Au bonheur des fautesMuriel Gilbert est tombée dans la correction comme Obélix dans la potion magique. Elle n’y peut rien, elle repère les fautes comme un chien truffier ne peut s’empêcher de trouver les truffes.

Dans cet essai, elle nous raconte avec humour comment elle est devenue correctrice, en quoi concerne ce métier et comment elle l’exerce. Elle nous dévoile en passant quelques astuces pour naviguer à l’aise avec cette langue si complexe et parfois illogique. Bienheureux ceux qui seront capables de retenir ses conseils et s’épargner les écueils grammaticaux, syntaxiques et typographiques du français.

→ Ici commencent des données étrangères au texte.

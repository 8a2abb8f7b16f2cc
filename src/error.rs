//! Defines the application's primary error type `AppError` and a convenience `Result` alias.
//!
//! Uses the `thiserror` crate for ergonomic error definition and provides `From`
//! implementations to convert common external errors into `AppError` variants.
//! Errors that do not implement `Clone` are wrapped in `Arc` to allow `AppError` to be cloneable.

use std::sync::Arc;
use thiserror::Error;

/// The primary error enumeration for all application-specific errors.
#[derive(Error, Debug, Clone)]
pub enum AppError {
    /// Transport-level failure talking to an upstream service (`reqwest`).
    #[error("HTTP Error: {0}")]
    Http(Arc<reqwest::Error>),

    /// An upstream service answered with a non-success status.
    #[error("{service} returned {status}: {body}")]
    Upstream {
        service: &'static str,
        status: u16,
        body: String,
    },

    /// The LLM answered, but not with anything usable.
    #[error("LLM Error: {0}")]
    Llm(String),

    /// Error during JSON parsing (`serde_json`). Wrapped in Arc as serde_json::Error is not Clone.
    #[error("JSON Parsing Error: {0}")]
    JsonParse(Arc<serde_json::Error>),

    /// Error decoding base64 payloads (`base64`).
    #[error("Base64 Decode Error: {0}")]
    Base64(#[from] base64::DecodeError),

    /// Missing or invalid configuration.
    #[error("Configuration Error: {0}")]
    Config(String),

    /// Error related to standard I/O operations.
    #[error("I/O Error: {0}")]
    Io(Arc<std::io::Error>),
}

/// A specialized `Result` type using the application's `AppError`.
pub type Result<T> = std::result::Result<T, AppError>;

impl AppError {
    /// HTTP status of an upstream rejection, if this error is one.
    pub fn upstream_status(&self) -> Option<u16> {
        match self {
            AppError::Upstream { status, .. } => Some(*status),
            AppError::Http(e) => e.status().map(|s| s.as_u16()),
            _ => None,
        }
    }

    /// True when GitHub refused to create a repository because the name is taken.
    pub fn is_repo_name_taken(&self) -> bool {
        matches!(
            self,
            AppError::Upstream { service: "github", status: 422, body }
                if body.contains("name already exists")
        )
    }
}

// --- From implementations ---
// Arc is used for non-Clone error types.

impl From<reqwest::Error> for AppError {
    fn from(err: reqwest::Error) -> Self {
        AppError::Http(Arc::new(err))
    }
}

impl From<std::io::Error> for AppError {
    fn from(err: std::io::Error) -> Self {
        AppError::Io(Arc::new(err))
    }
}

impl From<serde_json::Error> for AppError {
    fn from(err: serde_json::Error) -> Self {
        AppError::JsonParse(Arc::new(err))
    }
}

#[cfg(test)]
mod tests {
    use super::*;

    #[test]
    fn detects_taken_repo_name() {
        let err = AppError::Upstream {
            service: "github",
            status: 422,
            body: r#"{"message":"Repository creation failed.","errors":[{"resource":"Repository","code":"custom","field":"name","message":"name already exists on this account"}]}"#.to_string(),
        };
        assert!(err.is_repo_name_taken());
        assert_eq!(err.upstream_status(), Some(422));
    }

    #[test]
    fn other_422s_are_not_name_conflicts() {
        let err = AppError::Upstream {
            service: "github",
            status: 422,
            body: "Validation Failed".to_string(),
        };
        assert!(!err.is_repo_name_taken());

        let gemini = AppError::Upstream {
            service: "gemini",
            status: 422,
            body: "name already exists".to_string(),
        };
        assert!(!gemini.is_repo_name_taken());
    }

    #[test]
    fn base64_errors_convert() {
        use base64::Engine;
        let err: AppError = base64::engine::general_purpose::STANDARD
            .decode("%%%")
            .unwrap_err()
            .into();
        assert!(matches!(err, AppError::Base64(_)));
    }
}
//! Runtime configuration, read from the environment (and `.env`, if present).

use crate::error::{AppError, Result};
use std::env;
use std::str::FromStr;
use std::time::Duration;
use tracing::error;

pub const DEFAULT_HOST: &str = "0.0.0.0";
pub const DEFAULT_PORT: u16 = 7860;
pub const DEFAULT_GEMINI_MODEL: &str = "gemini-pro-latest";
pub const DEFAULT_GEMINI_API_URL: &str = "https://generativelanguage.googleapis.com";
pub const DEFAULT_GITHUB_API_URL: &str = "https://api.github.com";
pub const DEFAULT_PAGES_URL_TEMPLATE: &str = "https://{owner}.github.io/{repo}/";

const REQUIRED_VARS: [&str; 3] = ["MY_SECRET", "GITHUB_TOKEN", "GOOGLE_API_KEY"];

/// Log output format.
#[derive(Debug, Clone, Copy, PartialEq, Eq)]
pub enum LogFormat {
    Text,
    Json,
}

impl FromStr for LogFormat {
    type Err = String;

    fn from_str(s: &str) -> std::result::Result<Self, Self::Err> {
        match s.trim().to_ascii_lowercase().as_str() {
            "text" | "pretty" => Ok(LogFormat::Text),
            "json" => Ok(LogFormat::Json),
            other => Err(format!("unknown log format '{}'", other)),
        }
    }
}

#[derive(Debug, Clone)]
pub struct ServerConfig {
    pub host: String,
    pub port: u16,
    pub max_body_mb: usize,
}

#[derive(Debug, Clone)]
pub struct GeminiConfig {
    pub api_key: String,
    pub api_url: String,
    pub model: String,
}

#[derive(Debug, Clone)]
pub struct GitHubConfig {
    pub token: String,
    pub api_url: String,
    pub pages_url_template: String,
}

/// Retry tuning for the Pages probe and the evaluation callback.
#[derive(Debug, Clone)]
pub struct RetryConfig {
    pub pages_poll_attempts: u32,
    pub pages_poll_interval: Duration,
    pub notify_max_attempts: u32,
    pub notify_initial_delay: Duration,
}

#[derive(Debug, Clone)]
pub struct LogConfig {
    pub dir: Option<String>,
    pub format: LogFormat,
}

/// Full service configuration.
#[derive(Debug, Clone)]
pub struct Config {
    pub secret: String,
    pub server: ServerConfig,
    pub gemini: GeminiConfig,
    pub github: GitHubConfig,
    pub retry: RetryConfig,
    pub log: LogConfig,
}

impl Config {
    /// Loads `.env` (if any) and builds the configuration from the process environment.
    pub fn from_env() -> Result<Self> {
        dotenv::dotenv().ok();
        Self::from_lookup(|key| env::var(key).ok())
    }

    /// Builds the configuration from an arbitrary key lookup.
    pub fn from_lookup<F>(lookup: F) -> Result<Self>
    where
        F: Fn(&str) -> Option<String>,
    {
        let get = |key: &str| lookup(key).filter(|v| !v.trim().is_empty());

        let missing: Vec<&str> = REQUIRED_VARS
            .iter()
            .copied()
            .filter(|key| get(key).is_none())
            .collect();
        if !missing.is_empty() {
            error!("Missing required environment variables: {:?}", missing);
            return Err(AppError::Config(format!(
                "Missing one or more required environment variables: {}",
                missing.join(", ")
            )));
        }

        let required = |key: &str| get(key).unwrap_or_default();

        Ok(Self {
            secret: required("MY_SECRET"),
            server: ServerConfig {
                host: get("HOST").unwrap_or_else(|| DEFAULT_HOST.to_string()),
                port: parse_or(&get, "PORT", DEFAULT_PORT)?,
                max_body_mb: parse_or(&get, "MAX_BODY_MB", 25)?,
            },
            gemini: GeminiConfig {
                api_key: required("GOOGLE_API_KEY"),
                api_url: trim_url(get("GEMINI_API_URL"), DEFAULT_GEMINI_API_URL),
                model: get("GEMINI_MODEL").unwrap_or_else(|| DEFAULT_GEMINI_MODEL.to_string()),
            },
            github: GitHubConfig {
                token: required("GITHUB_TOKEN"),
                api_url: trim_url(get("GITHUB_API_URL"), DEFAULT_GITHUB_API_URL),
                pages_url_template: get("PAGES_URL_TEMPLATE")
                    .unwrap_or_else(|| DEFAULT_PAGES_URL_TEMPLATE.to_string()),
            },
            retry: RetryConfig {
                pages_poll_attempts: parse_or(&get, "PAGES_POLL_ATTEMPTS", 15)?,
                pages_poll_interval: Duration::from_secs(parse_or(
                    &get,
                    "PAGES_POLL_INTERVAL_SECS",
                    10,
                )?),
                notify_max_attempts: parse_or(&get, "NOTIFY_MAX_ATTEMPTS", 5)?,
                notify_initial_delay: Duration::from_secs(parse_or(
                    &get,
                    "NOTIFY_INITIAL_DELAY_SECS",
                    1,
                )?),
            },
            log: LogConfig {
                dir: get("LOG_DIR"),
                format: match get("LOG_FORMAT") {
                    Some(raw) => raw.parse().map_err(AppError::Config)?,
                    None => LogFormat::Text,
                },
            },
        })
    }

    /// Socket address string the server binds to.
    pub fn bind_addr(&self) -> String {
        format!("{}:{}", self.server.host, self.server.port)
    }
}

fn parse_or<T, G>(get: &G, key: &str, default: T) -> Result<T>
where
    T: FromStr,
    T::Err: std::fmt::Display,
    G: Fn(&str) -> Option<String>,
{
    match get(key) {
        Some(raw) => raw.trim().parse().map_err(|e: T::Err| {
            AppError::Config(format!("Invalid value for {}: '{}' ({})", key, raw, e))
        }),
        None => Ok(default),
    }
}

fn trim_url(value: Option<String>, default: &str) -> String {
    value
        .unwrap_or_else(|| default.to_string())
        .trim_end_matches('/')
        .to_string()
}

Avec bonheur elle n’est pas professorale, puisqu’elle est bien consciente qu’elle possède un don, un cadeau divin que tout un chacun n’a pas eu la chance de recevoir au berceau, sans quoi, si tous les « écrivants » le possédaient (ce qui n’est pas le cas de l’auteur de ces lignes), elle se retrouverait illico au chômage. Elle fait preuve également de beaucoup d’humilité : les correcteurs sont aussi des êtres humains et peuvent aussi se tromper, ce qui veut dire parfois ne pas repérer la bourde d’autrui.

Cet essai fort plaisant à lire devrait être mis entre toutes les mains.